Shares of Abeona Therapeutics (ABEO), a clinical-stage biotech focused on rare diseases, rose by 16% as of 3:55 p.m. EDT on Tuesday.
The company announced that the European Medicines Agency has granted its lead gene therapy compound, ABO-102, orphan-drug status. ABO-102 is currently in phase 1/2 testing as a hopeful treatment for Sanfilippo syndrome type A, a potentially deadly rare autosomal disease that results in abnormal accumulation of sugars in the body.
Receiving orphan-drug designation provides the company with a number of potential benefits, including lower regulatory fees, increased guidance from regulatory agencies, and a longer protection period from competition if it wins approval.
The news caused a handful of analysts to reaffirm their "buy" rating on the company, which is why shares are moving higher today.

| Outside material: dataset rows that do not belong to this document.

//! Modelo de Lodging (alojamiento)

use chrono::{NaiveDate, NaiveTime};
use serde::Serialize;
use sqlx::FromRow;

/// Alojamiento de un viaje - mapea a la tabla lodgings
#[derive(Debug, Clone, Serialize, FromRow)]
pub struct Lodging {
    pub id: i64,
    pub trip_id: i64,
    pub destination: String,
    pub name: String,
    pub address: String,
    pub check_in_date: NaiveDate,
    pub check_in_time: NaiveTime,
    pub check_out_date: NaiveDate,
    pub check_out_time: NaiveTime,
    pub breakfast_included: bool,
    pub confirmation_number: Option<String>,
    pub pin_code: Option<String>,
    pub check_in_number: Option<String>,
}

#[derive(Debug, Clone)]
pub struct NewLodging {
    pub destination: String,
    pub name: String,
    pub address: String,
    pub check_in_date: NaiveDate,
    pub check_in_time: NaiveTime,
    pub check_out_date: NaiveDate,
    pub check_out_time: NaiveTime,
    pub breakfast_included: bool,
    pub confirmation_number: Option<String>,
    pub pin_code: Option<String>,
    pub check_in_number: Option<String>,
}

impl Lodging {
    pub fn nights(&self) -> i64 {
        (self.check_out_date - self.check_in_date).num_days()
    }
}
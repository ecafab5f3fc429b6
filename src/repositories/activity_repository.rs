use sqlx::PgPool;

use crate::models::activity::{Activity, NewActivity};
use crate::utils::errors::AppError;

pub struct ActivityRepository {
    pool: PgPool,
}

impl ActivityRepository {
    pub fn new(pool: PgPool) -> Self {
        Self { pool }
    }

    pub async fn create(&self, trip_id: i64, activity: NewActivity) -> Result<Activity, AppError> {
        let created = sqlx::query_as::<_, Activity>(
            r#"
            INSERT INTO activities (trip_id, destination, name, scheduled_on, scheduled_at, location, description)
            VALUES ($1, $2, $3, $4, $5, $6, $7)
            RETURNING *
            "#,
        )
        .bind(trip_id)
        .bind(activity.destination)
        .bind(activity.name)
        .bind(activity.scheduled_on)
        .bind(activity.scheduled_at)
        .bind(activity.location)
        .bind(activity.description)
        .fetch_one(&self.pool)
        .await?;
        Ok(created)
    }

    pub async fn find_by_trip(&self, trip_id: i64) -> Result<Vec<Activity>, AppError> {
        let activities = sqlx::query_as::<_, Activity>(
            r#"
            SELECT * FROM activities
            WHERE trip_id = $1
            ORDER BY scheduled_on, scheduled_at NULLS FIRST, id
            "#,
        )
        .bind(trip_id)
        .fetch_all(&self.pool)
        .await?;
        Ok(activities)
    }

    /// Reemplaza los datos editables; `completed` no cambia
    pub async fn update(&self, id: i64, activity: NewActivity) -> Result<Option<Activity>, AppError> {
        let updated = sqlx::query_as::<_, Activity>(
            r#"
            UPDATE activities
            SET destination = $2, name = $3, scheduled_on = $4, scheduled_at = $5,
                location = $6, description = $7
            WHERE id = $1
            RETURNING *
            "#,
        )
        .bind(id)
        .bind(activity.destination)
        .bind(activity.name)
        .bind(activity.scheduled_on)
        .bind(activity.scheduled_at)
        .bind(activity.location)
        .bind(activity.description)
        .fetch_optional(&self.pool)
        .await?;
        Ok(updated)
    }

    /// Fija `completed`, o lo alterna si es `None`
    pub async fn set_completed(&self, id: i64, completed: Option<bool>) -> Result<Option<Activity>, AppError> {
        let activity = sqlx::query_as::<_, Activity>(
            "UPDATE activities SET completed = COALESCE($2, NOT completed) WHERE id = $1 RETURNING *",
        )
        .bind(id)
        .bind(completed)
        .fetch_optional(&self.pool)
        .await?;
        Ok(activity)
    }

    pub async fn delete(&self, id: i64) -> Result<bool, AppError> {
        let result = sqlx::query("DELETE FROM activities WHERE id = $1")
            .bind(id)
            .execute(&self.pool)
            .await?;
        Ok(result.rows_affected() > 0)
    }
}
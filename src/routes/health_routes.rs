use axum::{response::Json, routing::get, Router};
use chrono::Utc;
use serde_json::{json, Value};

use crate::state::AppState;

pub const APP_NAME: &str = "trip-itinerary";

pub fn create_health_router() -> Router<AppState> {
    Router::new()
        .route("/health", get(health))
        .route("/ping", get(ping))
}

async fn health() -> Json<Value> {
    Json(json!({
        "status": "ok",
        "app": APP_NAME,
        "timestamp": Utc::now().to_rfc3339(),
    }))
}

async fn ping() -> Json<Value> {
    Json(json!({
        "status": "ok",
        "message": "pong",
        "timestamp": Utc::now().to_rfc3339(),
    }))
}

Abeona currently has two product candidates in development -- ABO-101 and ABO-102 -- for Sanfilippo syndromes, and the FDA has already granted an orphan-product and rare pediatric disease designation to both. If the company manages to win approval for either, then it could earn pediatric disease priority review vouchers, allowing the company to cut the review time of another one of its drugs to six months from the standard 10-month period. Another option could be to sell the voucher on the open market, which could be a great way to raise capital without diluting shareholders.

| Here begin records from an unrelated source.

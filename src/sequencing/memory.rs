//! Gateway en memoria para tests del motor de secuencia
//!
//! Reproduce lo que importa de PostgreSQL: la restricción única
//! `(trip_id, orden)` comprobada fila a fila, escrituras invisibles hasta el
//! commit, rollback al descartar la unidad y lecturas READ COMMITTED tras
//! tomar el lock del viaje. Permite además simular un fallo en la n-ésima
//! escritura de posiciones y una transacción concurrente que confirma
//! mientras se espera el lock.

use std::collections::{BTreeMap, BTreeSet};
use std::sync::{Arc, Mutex, MutexGuard};

use async_trait::async_trait;
use chrono::NaiveDate;

use super::gateway::{GatewayError, PositionAssignment, StopGateway, UnitOfWork};
use crate::models::stop::Stop;

type ConcurrentCommit = Box<dyn FnOnce(&mut BTreeMap<i64, Stop>) + Send>;

#[derive(Default)]
struct MemoryState {
    stops: BTreeMap<i64, Stop>,
    next_id: i64,
    position_writes: usize,
    assign_calls: usize,
    fail_on_assign: Option<usize>,
    commit_before_lock: Option<ConcurrentCommit>,
}

#[derive(Clone, Default)]
pub struct InMemoryStopGateway {
    state: Arc<Mutex<MemoryState>>,
}

impl InMemoryStopGateway {
    pub fn new() -> Self {
        Self::default()
    }

    fn lock(&self) -> MutexGuard<'_, MemoryState> {
        self.state.lock().unwrap()
    }

    /// Inserta una parada ya confirmada y devuelve su id
    pub fn seed(
        &self,
        trip_id: i64,
        destination: &str,
        arrival: NaiveDate,
        departure: NaiveDate,
        position: i32,
    ) -> i64 {
        let mut state = self.lock();
        state.next_id += 1;
        let id = state.next_id;
        state.stops.insert(
            id,
            Stop {
                id,
                trip_id,
                destination: destination.to_string(),
                position,
                arrival_date: arrival,
                departure_date: departure,
                notes: None,
            },
        );
        id
    }

    /// Ids de las paradas del viaje ordenados por posición confirmada
    pub fn order_of(&self, trip_id: i64) -> Vec<i64> {
        self.positions(trip_id).into_iter().map(|(id, _)| id).collect()
    }

    /// (id, posición) confirmados, ordenados por posición
    pub fn positions(&self, trip_id: i64) -> Vec<(i64, i32)> {
        let state = self.lock();
        let mut rows: Vec<(i64, i32)> = state
            .stops
            .values()
            .filter(|s| s.trip_id == trip_id)
            .map(|s| (s.id, s.position))
            .collect();
        rows.sort_by_key(|&(id, position)| (position, id));
        rows
    }

    /// Filas de posición escritas en cualquier transacción
    pub fn position_writes(&self) -> usize {
        self.lock().position_writes
    }

    /// Hace fallar la n-ésima llamada (1-indexada) a `assign_positions`
    pub fn fail_on_assign(&self, call: usize) {
        let mut state = self.lock();
        state.fail_on_assign = Some(state.assign_calls + call);
    }

    /// Aplica `write` sobre el estado confirmado la próxima vez que una
    /// unidad pida el lock de un viaje, antes de concedérselo
    pub fn commit_before_next_lock(&self, write: impl FnOnce(&mut BTreeMap<i64, Stop>) + Send + 'static) {
        self.lock().commit_before_lock = Some(Box::new(write));
    }
}

#[async_trait]
impl StopGateway for InMemoryStopGateway {
    type Unit = InMemoryUnitOfWork;

    async fn begin(&self) -> Result<InMemoryUnitOfWork, GatewayError> {
        let staged = self.lock().stops.clone();
        Ok(InMemoryUnitOfWork {
            gateway: self.clone(),
            staged,
        })
    }

    async fn trips_with_multiple_stops(&self) -> Result<Vec<i64>, GatewayError> {
        let state = self.lock();
        let mut counts: BTreeMap<i64, usize> = BTreeMap::new();
        for stop in state.stops.values() {
            *counts.entry(stop.trip_id).or_default() += 1;
        }
        Ok(counts.into_iter().filter(|&(_, n)| n > 1).map(|(id, _)| id).collect())
    }
}

pub struct InMemoryUnitOfWork {
    gateway: InMemoryStopGateway,
    staged: BTreeMap<i64, Stop>,
}

impl InMemoryUnitOfWork {
    fn position_taken(&self, trip_id: i64, stop_id: i64, position: i32) -> bool {
        self.staged
            .values()
            .any(|s| s.trip_id == trip_id && s.id != stop_id && s.position == position)
    }
}

#[async_trait]
impl UnitOfWork for InMemoryUnitOfWork {
    async fn lock_trip(&mut self, trip_id: i64) -> Result<(), GatewayError> {
        let mut state = self.gateway.lock();
        if let Some(write) = state.commit_before_lock.take() {
            write(&mut state.stops);
        }

        self.staged.retain(|_, s| s.trip_id != trip_id);
        self.staged.extend(
            state
                .stops
                .values()
                .filter(|s| s.trip_id == trip_id)
                .map(|s| (s.id, s.clone())),
        );
        Ok(())
    }

    async fn find_stop(&mut self, stop_id: i64) -> Result<Option<Stop>, GatewayError> {
        Ok(self.staged.get(&stop_id).cloned())
    }

    async fn trip_stops(&mut self, trip_id: i64) -> Result<Vec<Stop>, GatewayError> {
        let mut stops: Vec<Stop> = self.staged.values().filter(|s| s.trip_id == trip_id).cloned().collect();
        stops.sort_by_key(|s| (s.position, s.id));
        Ok(stops)
    }

    async fn assign_positions(
        &mut self,
        trip_id: i64,
        assignments: &[PositionAssignment],
    ) -> Result<(), GatewayError> {
        {
            let mut state = self.gateway.lock();
            state.assign_calls += 1;
            if state.fail_on_assign == Some(state.assign_calls) {
                return Err(GatewayError::Backend("simulated connection loss".to_string()));
            }
        }

        for assignment in assignments {
            if self.position_taken(trip_id, assignment.stop_id, assignment.position) {
                return Err(GatewayError::PositionConflict {
                    trip_id,
                    position: assignment.position,
                });
            }
            let stop = self
                .staged
                .get_mut(&assignment.stop_id)
                .filter(|s| s.trip_id == trip_id)
                .ok_or_else(|| GatewayError::Backend(format!("stop {} not in trip {}", assignment.stop_id, trip_id)))?;
            stop.position = assignment.position;
            self.gateway.lock().position_writes += 1;
        }

        Ok(())
    }

    async fn delete_stop(&mut self, stop_id: i64) -> Result<Option<Stop>, GatewayError> {
        Ok(self.staged.remove(&stop_id))
    }

    async fn close_gap(&mut self, trip_id: i64, removed_position: i32) -> Result<u64, GatewayError> {
        let mut shifted = 0;
        for stop in self.staged.values_mut() {
            if stop.trip_id == trip_id && stop.position > removed_position {
                stop.position -= 1;
                shifted += 1;
            }
        }
        self.gateway.lock().position_writes += shifted as usize;

        // La restricción única se comprueba al final de la sentencia
        let mut seen = BTreeSet::new();
        for stop in self.staged.values().filter(|s| s.trip_id == trip_id) {
            if !seen.insert(stop.position) {
                return Err(GatewayError::PositionConflict {
                    trip_id,
                    position: stop.position,
                });
            }
        }

        Ok(shifted)
    }

    async fn commit(self) -> Result<(), GatewayError> {
        self.gateway.lock().stops = self.staged;
        Ok(())
    }

    async fn rollback(self) -> Result<(), GatewayError> {
        Ok(())
    }
}

#[cfg(test)]
mod tests {
    use super::*;

    fn date(d: u32) -> NaiveDate {
        NaiveDate::from_ymd_opt(2024, 1, d).unwrap()
    }

    #[tokio::test]
    async fn test_close_gap_rejects_duplicate_positions() {
        let gateway = InMemoryStopGateway::new();
        for p in 1..=3 {
            gateway.seed(1, "Lima", date(p), date(p + 1), p as i32);
        }

        // Sin borrar la parada 1, bajar las mayores deja dos paradas en 1
        let mut unit = gateway.begin().await.unwrap();
        let err = unit.close_gap(1, 1).await.unwrap_err();

        assert!(matches!(err, GatewayError::PositionConflict { trip_id: 1, position: 1 }));
    }

    #[tokio::test]
    async fn test_lock_trip_sees_concurrent_commit() {
        let gateway = InMemoryStopGateway::new();
        let id = gateway.seed(1, "Lima", date(1), date(2), 1);
        let mut unit = gateway.begin().await.unwrap();
        gateway.commit_before_next_lock(move |stops| {
            if let Some(stop) = stops.get_mut(&id) {
                stop.position = 5;
            }
        });

        assert_eq!(unit.find_stop(id).await.unwrap().unwrap().position, 1);
        unit.lock_trip(1).await.unwrap();
        assert_eq!(unit.find_stop(id).await.unwrap().unwrap().position, 5);
    }
}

There's no doubt that Abeona's future is looking bright if either one of its product candidates can find its way to market, but it's important to remember that both of them are still in early clinical development. That means there are still plenty of hurdles for the company to clear before it can start to generate product revenue. For that reason, only investors with an extremely high tolerance for risk should consider making an investment today.